• [Dataset content]

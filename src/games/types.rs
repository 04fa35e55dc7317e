use crate::errors::GameError;
use chrono::{DateTime, Utc};
use serde::{Deserialize, Deserializer, Serialize, Serializer};
use std::fmt;
use std::str::FromStr;

/// Number of fractional digits of the native currency
pub const AMOUNT_DECIMALS: usize = 12;

/// Smallest units (planck) per whole currency unit
pub const PLANCK_PER_UNIT: u128 = 1_000_000_000_000;

/// Native-currency amount counted in planck.
///
/// Rendered and parsed as a decimal string ("0.05") so that JSON and TOML
/// never round-trip through floating point.
#[derive(Debug, Clone, Copy, PartialEq, Eq, PartialOrd, Ord, Hash, Default)]
pub struct Amount(u128);

impl Amount {
    pub const ZERO: Amount = Amount(0);

    pub const fn from_planck(planck: u128) -> Self {
        Self(planck)
    }

    /// Whole currency units, e.g. `Amount::from_units(10)` is "10"
    pub const fn from_units(units: u64) -> Self {
        Self(units as u128 * PLANCK_PER_UNIT)
    }

    pub const fn planck(self) -> u128 {
        self.0
    }

    pub const fn is_zero(self) -> bool {
        self.0 == 0
    }

    pub fn checked_add(self, other: Amount) -> Option<Amount> {
        self.0.checked_add(other.0).map(Amount)
    }

    pub fn checked_sub(self, other: Amount) -> Option<Amount> {
        self.0.checked_sub(other.0).map(Amount)
    }

    pub fn saturating_add(self, other: Amount) -> Amount {
        Amount(self.0.saturating_add(other.0))
    }
}

impl fmt::Display for Amount {
    fn fmt(&self, f: &mut fmt::Formatter<'_>) -> fmt::Result {
        let whole = self.0 / PLANCK_PER_UNIT;
        let fraction = self.0 % PLANCK_PER_UNIT;
        if fraction == 0 {
            return write!(f, "{}", whole);
        }
        let digits = format!("{:0width$}", fraction, width = AMOUNT_DECIMALS);
        write!(f, "{}.{}", whole, digits.trim_end_matches('0'))
    }
}

/// Error returned when a decimal amount string cannot be parsed
#[derive(Debug, Clone, PartialEq, Eq, thiserror::Error)]
#[error("Invalid amount '{input}': {reason}")]
pub struct AmountParseError {
    pub input: String,
    pub reason: &'static str,
}

impl FromStr for Amount {
    type Err = AmountParseError;

    fn from_str(s: &str) -> Result<Self, Self::Err> {
        let input = s.trim();
        let fail = |reason| AmountParseError {
            input: input.to_string(),
            reason,
        };

        let (whole, fraction) = match input.split_once('.') {
            Some((whole, fraction)) => (whole, fraction),
            None => (input, ""),
        };
        if whole.is_empty() && fraction.is_empty() {
            return Err(fail("no digits"));
        }
        let all_digits = |part: &str| part.bytes().all(|b| b.is_ascii_digit());
        if !all_digits(whole) || !all_digits(fraction) {
            return Err(fail("only digits and a single decimal point are allowed"));
        }
        if fraction.len() > AMOUNT_DECIMALS {
            return Err(fail("more than 12 fractional digits"));
        }

        let whole_planck = if whole.is_empty() {
            0
        } else {
            whole
                .parse::<u128>()
                .ok()
                .and_then(|w| w.checked_mul(PLANCK_PER_UNIT))
                .ok_or_else(|| fail("value too large"))?
        };
        let fraction_planck = if fraction.is_empty() {
            0
        } else {
            let padded = format!("{:0<width$}", fraction, width = AMOUNT_DECIMALS);
            padded.parse::<u128>().map_err(|_| fail("invalid fraction"))?
        };

        whole_planck
            .checked_add(fraction_planck)
            .map(Amount)
            .ok_or_else(|| fail("value too large"))
    }
}

impl Serialize for Amount {
    fn serialize<S: Serializer>(&self, serializer: S) -> Result<S::Ok, S::Error> {
        serializer.collect_str(self)
    }
}

impl<'de> Deserialize<'de> for Amount {
    fn deserialize<D: Deserializer<'de>>(deserializer: D) -> Result<Self, D::Error> {
        let raw = String::deserialize(deserializer)?;
        raw.parse().map_err(serde::de::Error::custom)
    }
}

/// Player or operator identity (wallet address), compared exactly
#[derive(Debug, Clone, PartialEq, Eq, Hash, PartialOrd, Ord, Serialize, Deserialize)]
#[serde(transparent)]
pub struct AccountId(String);

impl AccountId {
    pub fn new(id: impl Into<String>) -> Self {
        Self(id.into())
    }

    pub fn as_str(&self) -> &str {
        &self.0
    }
}

impl fmt::Display for AccountId {
    fn fmt(&self, f: &mut fmt::Formatter<'_>) -> fmt::Result {
        f.write_str(&self.0)
    }
}

impl From<&str> for AccountId {
    fn from(id: &str) -> Self {
        Self::new(id)
    }
}

impl From<String> for AccountId {
    fn from(id: String) -> Self {
        Self(id)
    }
}

/// One face of a six-sided die, always within 1..=6
#[derive(Debug, Clone, Copy, PartialEq, Eq, Hash, PartialOrd, Ord, Serialize, Deserialize)]
#[serde(try_from = "u8", into = "u8")]
pub struct DieFace(u8);

impl DieFace {
    pub const SIDES: u8 = 6;

    pub fn new(value: u8) -> Result<Self, GameError> {
        if (1..=Self::SIDES).contains(&value) {
            Ok(Self(value))
        } else {
            Err(GameError::InvalidNumber(value.into()))
        }
    }

    /// Map uniformly distributed entropy onto a face
    pub const fn from_entropy(entropy: u64) -> Self {
        Self((entropy % Self::SIDES as u64) as u8 + 1)
    }

    pub const fn value(self) -> u8 {
        self.0
    }

    /// Every face in ascending order
    pub fn all() -> impl Iterator<Item = DieFace> {
        (1..=Self::SIDES).map(DieFace)
    }
}

impl TryFrom<u8> for DieFace {
    type Error = GameError;

    fn try_from(value: u8) -> Result<Self, Self::Error> {
        Self::new(value)
    }
}

impl From<DieFace> for u8 {
    fn from(face: DieFace) -> Self {
        face.0
    }
}

impl fmt::Display for DieFace {
    fn fmt(&self, f: &mut fmt::Formatter<'_>) -> fmt::Result {
        write!(f, "{}", self.0)
    }
}

/// Economic configuration of the casino, replaced as a whole on update
#[derive(Debug, Clone, Copy, PartialEq, Eq, Serialize, Deserialize)]
pub struct GameParameters {
    pub min_bet: Amount,
    pub max_bet: Amount,
    /// House edge in basis points (10000 = 100%)
    pub house_edge_bps: u16,
}

/// Game outcome
#[derive(Debug, Clone, Copy, Serialize, Deserialize, PartialEq, Eq)]
#[serde(rename_all = "lowercase")]
pub enum GameOutcome {
    Win,
    Loss,
}

/// VRF bundle containing cryptographic proof
#[derive(Debug, Clone, PartialEq, Eq, Serialize, Deserialize)]
pub struct VRFBundle {
    /// Hex-encoded VRF output bytes the roll is computed from (32 bytes)
    pub vrf_output: String,
    /// Hex-encoded VRF pre-output (32 bytes)
    pub vrf_preout: String,
    /// Hex-encoded VRF proof (64 bytes for schnorrkel)
    pub vrf_proof: String,
    /// Hex-encoded public key (32 bytes)
    pub public_key: String,
    /// Input message used for VRF
    pub input_message: String,
}

/// A settled wager. Created once by the settlement engine, never mutated.
#[derive(Debug, Clone, PartialEq, Eq, Serialize, Deserialize)]
pub struct GameRecord {
    /// Casino-wide settlement sequence number, starting at 1
    pub game_id: u64,
    pub player: AccountId,
    pub bet_amount: Amount,
    pub chosen_number: DieFace,
    pub rolled_number: DieFace,
    pub payout: Amount,
    pub outcome: GameOutcome,
    pub timestamp: DateTime<Utc>,
    #[serde(default, skip_serializing_if = "Option::is_none")]
    pub vrf: Option<VRFBundle>,
}

impl GameRecord {
    pub fn is_win(&self) -> bool {
        self.outcome == GameOutcome::Win
    }
}

/// Aggregate casino statistics
#[derive(Debug, Clone, Default, PartialEq, Eq, Serialize, Deserialize)]
pub struct CasinoStats {
    pub bet_count: u64,
    pub wins: u64,
    pub total_wagered: Amount,
    pub total_paid_out: Amount,
    pub player_count: usize,
}

impl CasinoStats {
    pub(crate) fn record(&mut self, record: &GameRecord) {
        self.bet_count += 1;
        self.total_wagered = self.total_wagered.saturating_add(record.bet_amount);
        if record.is_win() {
            self.wins += 1;
            self.total_paid_out = self.total_paid_out.saturating_add(record.payout);
        }
    }
}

• [Task objective] Every line above with the word "Clone" is to be copied out.

• [Written solution]
#[derive(Debug, Clone, Copy, PartialEq, Eq, PartialOrd, Ord, Hash, Default)]
#[derive(Debug, Clone, PartialEq, Eq, thiserror::Error)]
#[derive(Debug, Clone, PartialEq, Eq, Hash, PartialOrd, Ord, Serialize, Deserialize)]
#[derive(Debug, Clone, Copy, PartialEq, Eq, Hash, PartialOrd, Ord, Serialize, Deserialize)]
#[derive(Debug, Clone, Copy, PartialEq, Eq, Serialize, Deserialize)]
#[derive(Debug, Clone, Copy, Serialize, Deserialize, PartialEq, Eq)]
#[derive(Debug, Clone, PartialEq, Eq, Serialize, Deserialize)]
#[derive(Debug, Clone, PartialEq, Eq, Serialize, Deserialize)]
#[derive(Debug, Clone, Default, PartialEq, Eq, Serialize, Deserialize)]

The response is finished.